**What the task requires:** Scan the entries for lines with "Küsimused" and say how many there are, with nothing more.

**Data under study:**
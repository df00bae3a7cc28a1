//! Server-rendered HTML pages.

use std::collections::BTreeMap;
use std::fmt::Write as _;

use axum::http::StatusCode;
use axum::response::Html;
use checkin_core::model::{CheckInWithAnswers, Flash, Id, Question, QuestionKind, User};
use checkin_core::stats::{ChartSeries, CoupleChart};
use checkin_core::week::format_week;
use chrono::NaiveDate;
use serde::Serialize;

use crate::db::CheckInDetail;

const CHART_JS: &str = "https://cdn.jsdelivr.net/npm/chart.js@4";

/// Per-request data shared by every page.
#[derive(Debug, Default)]
pub struct Page<'a> {
    pub user: Option<&'a User>,
    pub is_admin: bool,
    pub flashes: Vec<Flash>,
}

/// HTML-escapes text for element content and quoted attributes.
pub fn escape(s: &str) -> String {
    let mut out = String::with_capacity(s.len());
    for ch in s.chars() {
        match ch {
            '&' => out.push_str("&amp;"),
            '<' => out.push_str("&lt;"),
            '>' => out.push_str("&gt;"),
            '"' => out.push_str("&quot;"),
            '\'' => out.push_str("&#x27;"),
            _ => out.push(ch),
        }
    }
    out
}

/// JSON safe to embed inside a `<script>` element.
fn json_script<T: Serialize>(value: &T) -> String {
    serde_json::to_string(value)
        .unwrap_or_else(|_| "null".to_string())
        .replace("</", "<\\/")
}

fn layout(title: &str, page: &Page<'_>, body: &str) -> Html<String> {
    let mut nav = String::from(r#"<a href="/">Avaleht</a>"#);
    match page.user {
        Some(user) => {
            nav.push_str(r#" <a href="/checkin">Check-in</a> <a href="/dashboard">Ülevaade</a> <a href="/couple">Meie graafik</a>"#);
            if page.is_admin {
                nav.push_str(r#" <a href="/admin/questions">Küsimused</a>"#);
            }
            let _ = write!(nav, r#" <span class="who">{}</span> <a href="/logout">Logi välja</a>"#, escape(&user.name));
        }
        None => nav.push_str(r#" <a href="/login">Logi sisse</a>"#),
    }

    let mut flashes = String::new();
    for f in &page.flashes {
        let _ = write!(
            flashes,
            r#"<div class="flash flash-{}">{}</div>"#,
            f.kind.as_str(),
            escape(&f.message)
        );
    }

    Html(format!(
        r#"<!doctype html>
<html lang="et">
<head>
<meta charset="utf-8">
<meta name="viewport" content="width=device-width, initial-scale=1">
<title>{title}</title>
<style>
body {{ font-family: system-ui, sans-serif; max-width: 48rem; margin: 0 auto; padding: 1rem; }}
nav a {{ margin-right: .75rem; }}
.flash {{ padding: .5rem .75rem; margin: .5rem 0; border-radius: 4px; }}
.flash-success {{ background: #e6f4ea; }}
.flash-danger {{ background: #fce8e6; }}
.flash-info {{ background: #e8f0fe; }}
label {{ display: block; margin-top: .75rem; }}
textarea, input[type=text], input[type=password] {{ width: 100%; }}
</style>
</head>
<body>
<nav>{nav}</nav>
{flashes}
<main>
{body}
</main>
</body>
</html>
"#,
        title = escape(title),
    ))
}

pub fn index(page: &Page<'_>) -> Html<String> {
    let body = match page.user {
        Some(user) => format!(
            r#"<h1>Tere, {}!</h1>
<p><a href="/checkin">Täida selle nädala check-in</a> või vaata <a href="/dashboard">ülevaadet</a>.</p>"#,
            escape(&user.name)
        ),
        None => r#"<h1>Nädala check-in</h1>
<p>Kord nädalas paar küsimust teineteisele. <a href="/login">Logi sisse</a>.</p>"#
            .to_string(),
    };
    layout("Nädala check-in", page, &body)
}

pub fn login(page: &Page<'_>, slug: &str) -> Html<String> {
    let body = format!(
        r#"<h1>Logi sisse</h1>
<form method="post" action="/login">
<label>Kasutaja <input type="text" name="slug" value="{}" autofocus required></label>
<label>Parool <input type="password" name="password" required></label>
<button type="submit">Sisene</button>
</form>"#,
        escape(slug)
    );
    layout("Logi sisse", page, &body)
}

pub fn checkin(
    page: &Page<'_>,
    questions: &[Question],
    week: NaiveDate,
    previous: &BTreeMap<Id, String>,
) -> Html<String> {
    let mut fields = String::new();
    for q in questions {
        let name = checkin_core::form::answer_field(q.id);
        let prev = previous.get(&q.id).map(String::as_str).unwrap_or("");
        let input = match q.kind {
            QuestionKind::Scale => format!(
                r#"<input type="number" name="{name}" min="1" max="10" value="{}">"#,
                escape(prev)
            ),
            QuestionKind::Text => format!(r#"<textarea name="{name}" rows="3">{}</textarea>"#, escape(prev)),
        };
        let _ = write!(fields, "<label>{}\n{input}</label>\n", escape(&q.text));
    }
    if questions.is_empty() {
        fields.push_str("<p>Küsimusi veel pole.</p>");
    }

    let body = format!(
        r#"<h1>Check-in: nädal {}</h1>
<form method="post" action="/checkin">
{fields}
<button type="submit">Salvesta</button>
</form>"#,
        format_week(week)
    );
    layout("Check-in", page, &body)
}

pub fn dashboard(
    page: &Page<'_>,
    checkins: &[CheckInWithAnswers],
    streak: u32,
    scale_question: Option<&Question>,
    chart: &ChartSeries,
) -> Html<String> {
    let mut body = format!(
        r#"<h1>Ülevaade</h1>
<p class="streak">Järjestikuseid nädalaid: <strong>{streak}</strong></p>"#
    );

    if let Some(q) = scale_question {
        if !chart.is_empty() {
            let _ = write!(
                body,
                r#"<h2>{}</h2>
<canvas id="chart"></canvas>
<script src="{CHART_JS}"></script>
<script>
const data = {};
new Chart(document.getElementById("chart"), {{
  type: "line",
  data: {{ labels: data.labels, datasets: [{{ label: "", data: data.values, spanGaps: true }}] }},
  options: {{ scales: {{ y: {{ min: 1, max: 10 }} }}, plugins: {{ legend: {{ display: false }} }} }}
}});
</script>"#,
                escape(&q.text),
                json_script(chart)
            );
        }
    }

    body.push_str("<h2>Varasemad check-inid</h2>\n");
    if checkins.is_empty() {
        body.push_str(r#"<p>Check-ine veel pole. <a href="/checkin">Alusta siit</a>.</p>"#);
    } else {
        body.push_str("<ul>\n");
        for c in checkins {
            let _ = writeln!(
                body,
                r#"<li><a href="/week/{}">{}</a> ({} vastust)</li>"#,
                c.checkin.id,
                format_week(c.checkin.week_start),
                c.answers.len()
            );
        }
        body.push_str("</ul>");
    }

    layout("Ülevaade", page, &body)
}

pub fn week_detail(page: &Page<'_>, detail: &CheckInDetail) -> Html<String> {
    let week = format_week(detail.checkin.week_start);
    let mut body = format!("<h1>Nädal {week}</h1>\n");
    if detail.lines.is_empty() {
        body.push_str("<p>Vastuseid pole.</p>");
    } else {
        body.push_str("<dl>\n");
        for line in &detail.lines {
            let _ = writeln!(
                body,
                "<dt>{}</dt><dd>{}</dd>",
                escape(&line.question_text),
                escape(&line.value)
            );
        }
        body.push_str("</dl>");
    }
    body.push_str(r#"<p><a href="/dashboard">Tagasi</a></p>"#);
    layout(&format!("Nädal {week}"), page, &body)
}

pub fn couple(page: &Page<'_>, scale_question: &Question, chart: &CoupleChart) -> Html<String> {
    let mut legend = String::from("<ul>\n");
    for s in &chart.series {
        let _ = writeln!(legend, "<li>{}</li>", escape(&s.name));
    }
    legend.push_str("</ul>");

    let body = format!(
        r#"<h1>Meie graafik</h1>
<h2>{}</h2>
{legend}
<canvas id="chart"></canvas>
<script src="{CHART_JS}"></script>
<script>
const data = {};
new Chart(document.getElementById("chart"), {{
  type: "line",
  data: {{
    labels: data.labels,
    datasets: data.series.map(s => ({{ label: s.name, data: s.values, spanGaps: true }}))
  }},
  options: {{ scales: {{ y: {{ min: 1, max: 10 }} }} }}
}});
</script>"#,
        escape(&scale_question.text),
        json_script(chart)
    );
    layout("Meie graafik", page, &body)
}

pub fn admin_questions(page: &Page<'_>, questions: &[Question]) -> Html<String> {
    let mut list = String::from("<ol>\n");
    for q in questions {
        let _ = writeln!(list, "<li>{} <small>({})</small></li>", escape(&q.text), q.kind);
    }
    list.push_str("</ol>");

    let body = format!(
        r#"<h1>Küsimused</h1>
{list}
<h2>Lisa küsimus</h2>
<form method="post" action="/admin/questions">
<label>Tekst <input type="text" name="text" maxlength="255" required></label>
<label>Tüüp
<select name="kind">
<option value="text">tekst</option>
<option value="scale">skaala (1–10)</option>
</select></label>
<button type="submit">Lisa</button>
</form>"#
    );
    layout("Küsimused", page, &body)
}

pub fn error(status: StatusCode, message: &str) -> Html<String> {
    let body = format!(
        r#"<h1>{}</h1>
<p>{}</p>
<p><a href="/">Avalehele</a></p>"#,
        status.as_u16(),
        escape(message)
    );
    layout(message, &Page::default(), &body)
}

#[cfg(test)]
mod tests {
    use super::*;

    #[test]
    fn escapes_markup() {
        assert_eq!(escape(r#"<b>"x" & 'y'</b>"#), "&lt;b&gt;&quot;x&quot; &amp; &#x27;y&#x27;&lt;/b&gt;");
    }

    #[test]
    fn script_json_cannot_close_the_tag() {
        let chart = ChartSeries {
            labels: vec!["</script><script>alert(1)".into()],
            values: vec![Some(1)],
        };
        assert!(!json_script(&chart).contains("</script>"));
    }

    #[test]
    fn flashes_render_with_category() {
        let page = Page {
            user: None,
            is_admin: false,
            flashes: vec![Flash::danger("Vale <kasutaja>")],
        };
        let Html(html) = login(&page, "");
        assert!(html.contains(r#"class="flash flash-danger">Vale &lt;kasutaja&gt;"#));
    }
}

**Written solution:** 3